YOUR INSTRUCTIONS:
The lines you return must be all those in the data that hold the string "Deserialize".

MATERIAL FOR THE TASK:
■ ■ ■ ■

use crate::classifiers::predicted_class;
use crate::core::instances::Instance;
use crate::evaluation::{BasicEstimator, Estimator, Measurement};

pub trait PerformanceEvaluator {
    /// Scores one prediction against the instance's revealed label.
    fn add_result(&mut self, instance: &dyn Instance, votes: Vec<f64>);
    fn performance(&self) -> Vec<Measurement>;
    fn reset(&mut self);
}

/// Accuracy and Cohen's kappa over every scored instance.
///
/// Instances without a label, or whose votes name no class, are not scored.
pub struct BasicClassificationEvaluator<E: Estimator = BasicEstimator> {
    num_classes: usize,
    accuracy: E,
    /// Weight of true labels per class.
    row: Vec<f64>,
    /// Weight of predictions per class.
    col: Vec<f64>,
    total: f64,
}

impl<E: Estimator> BasicClassificationEvaluator<E> {
    pub fn new(num_classes: usize) -> Self {
        Self {
            num_classes,
            accuracy: E::default(),
            row: vec![0.0; num_classes],
            col: vec![0.0; num_classes],
            total: 0.0,
        }
    }

    pub fn num_classes(&self) -> usize {
        self.num_classes
    }

    fn kappa(&self) -> f64 {
        if self.total <= 0.0 {
            return 0.0;
        }
        let p0 = self.accuracy.estimation();
        let pc: f64 = self
            .row
            .iter()
            .zip(&self.col)
            .map(|(r, c)| (r / self.total) * (c / self.total))
            .sum();
        if (1.0 - pc).abs() < f64::EPSILON {
            return 0.0;
        }
        (p0 - pc) / (1.0 - pc)
    }

    fn grow(&mut self, class: usize) {
        if class >= self.row.len() {
            self.row.resize(class + 1, 0.0);
            self.col.resize(class + 1, 0.0);
            self.num_classes = class + 1;
        }
    }
}

impl<E: Estimator> PerformanceEvaluator for BasicClassificationEvaluator<E> {
    fn add_result(&mut self, instance: &dyn Instance, votes: Vec<f64>) {
        let w = instance.weight();
        if w <= 0.0 {
            return;
        }
        let Some(truth) = instance.class_value() else {
            return;
        };
        let Some(predicted) = predicted_class(&votes) else {
            return;
        };
        let truth = truth as usize;

        self.grow(truth.max(predicted));
        self.row[truth] += w;
        self.col[predicted] += w;
        self.total += w;
        self.accuracy
            .add(if predicted == truth { 1.0 } else { 0.0 }, w);
    }

    fn performance(&self) -> Vec<Measurement> {
        vec![
            Measurement::new("accuracy", self.accuracy.estimation()),
            Measurement::new("kappa", self.kappa()),
        ]
    }

    fn reset(&mut self) {
        self.accuracy.reset();
        self.row.fill(0.0);
        self.col.fill(0.0);
        self.total = 0.0;
    }
}
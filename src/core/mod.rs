pub mod attributes;
pub mod estimators;
pub mod instance_header;
pub mod instances;
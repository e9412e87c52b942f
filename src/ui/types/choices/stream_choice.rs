use crate::ui::types::choices::UIChoice;
use schemars::JsonSchema;
use serde::{Deserialize, Serialize};
use serde_json::Value;
use strum_macros::{Display, EnumDiscriminants, EnumIter, EnumMessage, EnumString, IntoStaticStr};

const DEFAULT_SEED: u64 = 42;
fn default_seed() -> u64 {
    DEFAULT_SEED
}

fn default_sea_function() -> u8 {
    2
}

#[derive(Debug, Clone, Serialize, Deserialize, JsonSchema, PartialEq)]
pub struct SeaParameters {
    #[serde(default = "default_sea_function")]
    #[schemars(
        title = "Function",
        description = "Which SEA concept labels the stream; thresholds 8, 9, 7 and 9.5",
        range(min = 1, max = 4),
        default = "default_sea_function"
    )]
    pub function_id: u8,

    #[serde(default)]
    #[schemars(title = "Balance", description = "Emit class 1 and class 0 in strict alternation")]
    pub balance: bool,

    #[serde(default)]
    #[schemars(
        title = "Noise",
        description = "Chance that a generated label is flipped",
        range(min = 0.0, max = 1.0)
    )]
    pub noise_pct: f32,

    #[serde(default)]
    #[schemars(
        title = "Max Instances",
        description = "Stream length; unbounded when absent"
    )]
    pub max_instances: Option<u64>,

    #[serde(default = "default_seed")]
    #[schemars(title = "Seed", description = "Seed replayed on restart", default = "default_seed")]
    pub seed: u64,
}

impl Default for SeaParameters {
    fn default() -> Self {
        Self {
            function_id: default_sea_function(),
            balance: false,
            noise_pct: 0.0,
            max_instances: None,
            seed: DEFAULT_SEED,
        }
    }
}

#[derive(Debug, Clone, Serialize, Deserialize, JsonSchema, EnumDiscriminants)]
#[serde(tag = "type", content = "params", rename_all = "kebab-case")]
#[strum_discriminants(name(StreamKind))]
#[strum_discriminants(derive(EnumIter, EnumString, Display, IntoStaticStr, EnumMessage))]
#[strum_discriminants(strum(serialize_all = "kebab-case"))]
pub enum StreamChoice {
    #[strum_discriminants(strum(
        message = "SEA Generator",
        detailed_message = "Three uniform inputs in [0, 10); the label compares attrib1 + attrib2 with the concept threshold."
    ))]
    SeaGenerator(SeaParameters),
}

impl UIChoice for StreamChoice {
    type Kind = StreamKind;

    fn default_params(kind: Self::Kind) -> Value {
        match kind {
            StreamKind::SeaGenerator => {
                serde_json::to_value(SeaParameters::default()).unwrap_or(Value::Null)
            }
        }
    }
}
use crate::classifiers::ensemble::ConfigError;
use crate::core::instance_header::InstanceHeader;
use crate::core::instances::Instance;
use crate::evaluation::Measurement;
use std::sync::Arc;

pub trait Classifier {
    fn get_votes_for_instance(&self, instance: &dyn Instance) -> Vec<f64>;

    /// Binds the learner to a stream schema. Learners that cannot model the
    /// given target domain reject it here.
    fn set_model_context(&mut self, header: Arc<InstanceHeader>) -> Result<(), ConfigError>;

    fn train_on_instance(&mut self, instance: &dyn Instance);

    /// Forgets everything learned so far while keeping the model context.
    fn reset(&mut self);

    fn measurements(&self) -> Vec<Measurement> {
        Vec::new()
    }
}

/// Arg-max of a vote vector, lowest index on ties. `None` when no class has a
/// positive finite score.
pub fn predicted_class(votes: &[f64]) -> Option<usize> {
    let mut best: Option<(usize, f64)> = None;
    for (i, &v) in votes.iter().enumerate() {
        if !v.is_finite() || v <= 0.0 {
            continue;
        }
        match best {
            Some((_, b)) if v <= b => {}
            _ => best = Some((i, v)),
        }
    }
    best.map(|(i, _)| i)
}
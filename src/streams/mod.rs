pub mod generators;
mod stream;

pub use generators::SeaGenerator;
pub use stream::Stream;
mod sea_generator;

pub use sea_generator::SeaGenerator;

■ ■ ■ ■

SOLUTION TO THIS TASK:
use serde::{Deserialize, Serialize};
#[derive(Debug, Clone, Serialize, Deserialize, JsonSchema, PartialEq)]
#[derive(Debug, Clone, Serialize, Deserialize, JsonSchema, EnumDiscriminants)]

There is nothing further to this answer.